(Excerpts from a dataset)
* * * * * * * * *
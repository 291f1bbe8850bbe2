//! Host-to-guest line-ending normalization.
//!
//! Host terminals send CR (raw console) or CRLF for Enter; the guest tty
//! expects LF. A bare CR becomes LF, CRLF collapses to a single LF, every
//! other byte passes through.

/// Streaming normalizer. Remembers a trailing CR so a CRLF split across two
/// reads still yields one LF.
#[derive(Debug, Default, Clone)]
pub struct LineEndingNormalizer {
    prev_cr: bool,
}

impl LineEndingNormalizer {
    #[must_use]
    pub fn new() -> Self {
        Self::default()
    }

    /// Append the normalized form of `input` to `out`.
    pub fn push(&mut self, input: &[u8], out: &mut Vec<u8>) {
        out.reserve(input.len());
        for &b in input {
            match b {
                b'\r' => {
                    out.push(b'\n');
                    self.prev_cr = true;
                }
                b'\n' if self.prev_cr => self.prev_cr = false,
                _ => {
                    self.prev_cr = false;
                    out.push(b);
                }
            }
        }
    }
}

/// Normalize a complete buffer.
#[must_use]
pub fn normalize_line_endings(input: &[u8]) -> Vec<u8> {
    let mut out = Vec::with_capacity(input.len());
    LineEndingNormalizer::new().push(input, &mut out);
    out
}
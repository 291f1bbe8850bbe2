//! Console transport over a real Unix-domain socket standing in for the
//! guest's serial console.

#![cfg(unix)]

use std::time::Duration;

use tokio::io::{AsyncBufReadExt, AsyncReadExt, AsyncWriteExt, BufReader};
use tokio::net::{UnixListener, UnixStream};
use vmrunner_console::transport::UnixSocketConnector;
use vmrunner_console::{open_duplex, run_command, ConsoleError};

async fn serve_shell(stream: UnixStream) {
    let (read, mut write) = stream.into_split();
    let mut lines = BufReader::new(read).lines();
    let _ = write.write_all(b"/ # ").await;
    while let Ok(Some(line)) = lines.next_line().await {
        let _ = write.write_all(format!("{line}\r\n").as_bytes()).await;
        if let Some(rest) = line.strip_prefix("echo ") {
            let _ = write.write_all(format!("{rest}\r\n").as_bytes()).await;
        }
        let _ = write.write_all(b"/ # ").await;
    }
}

#[tokio::test]
async fn open_waits_for_socket_then_runs_command() {
    let dir = tempfile::tempdir().expect("tempdir");
    let path = dir.path().join("vm-console.sock");
    let name = path.to_str().expect("utf-8 path").to_owned();

    let server_path = path.clone();
    let server = tokio::spawn(async move {
        tokio::time::sleep(Duration::from_millis(250)).await;
        let listener = UnixListener::bind(&server_path).expect("bind console socket");
        let (stream, _) = listener.accept().await.expect("accept");
        serve_shell(stream).await;
    });

    let channel = open_duplex(
        &UnixSocketConnector,
        &name,
        Duration::from_secs(5),
        Duration::from_millis(50),
    )
    .await
    .expect("socket appears within budget");

    let mut echoed = Vec::new();
    let captured = run_command(channel, &["echo", "hello world"], &mut echoed)
        .await
        .expect("command completes");
    let text = String::from_utf8_lossy(&captured);
    assert!(text.contains("hello world"), "captured: {text:?}");

    server.abort();
}

#[tokio::test]
async fn missing_socket_times_out() {
    let dir = tempfile::tempdir().expect("tempdir");
    let path = dir.path().join("never.sock");

    let started = std::time::Instant::now();
    let result = open_duplex(
        &UnixSocketConnector,
        path.to_str().expect("utf-8 path"),
        Duration::from_millis(300),
        Duration::from_millis(50),
    )
    .await;
    assert!(matches!(result, Err(ConsoleError::OpenTimeout { .. })));
    assert!(started.elapsed() >= Duration::from_millis(300));
}

#[tokio::test]
async fn guest_hangup_ends_forwarding_cleanly() {
    let (host, mut guest) = UnixStream::pair().expect("socket pair");
    guest.write_all(b"bye\r\n").await.expect("write");
    drop(guest);

    let (read, _write) = host.into_split();
    let (sink, mut shown) = tokio::io::duplex(64);
    vmrunner_console::transport::forward_to_stdout(read, sink)
        .await
        .expect("hangup is not an error");

    let mut out = Vec::new();
    shown.read_to_end(&mut out).await.expect("read");
    assert_eq!(out, b"bye\r\n");
}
* * * * * * * * *
Only one stretch of the data is wanted: the lines from the one with "let mut out = Vec::new();" through the last, repeated exactly.

**Problem solution**
    let mut out = Vec::new();
    shown.read_to_end(&mut out).await.expect("read");
    assert_eq!(out, b"bye\r\n");
}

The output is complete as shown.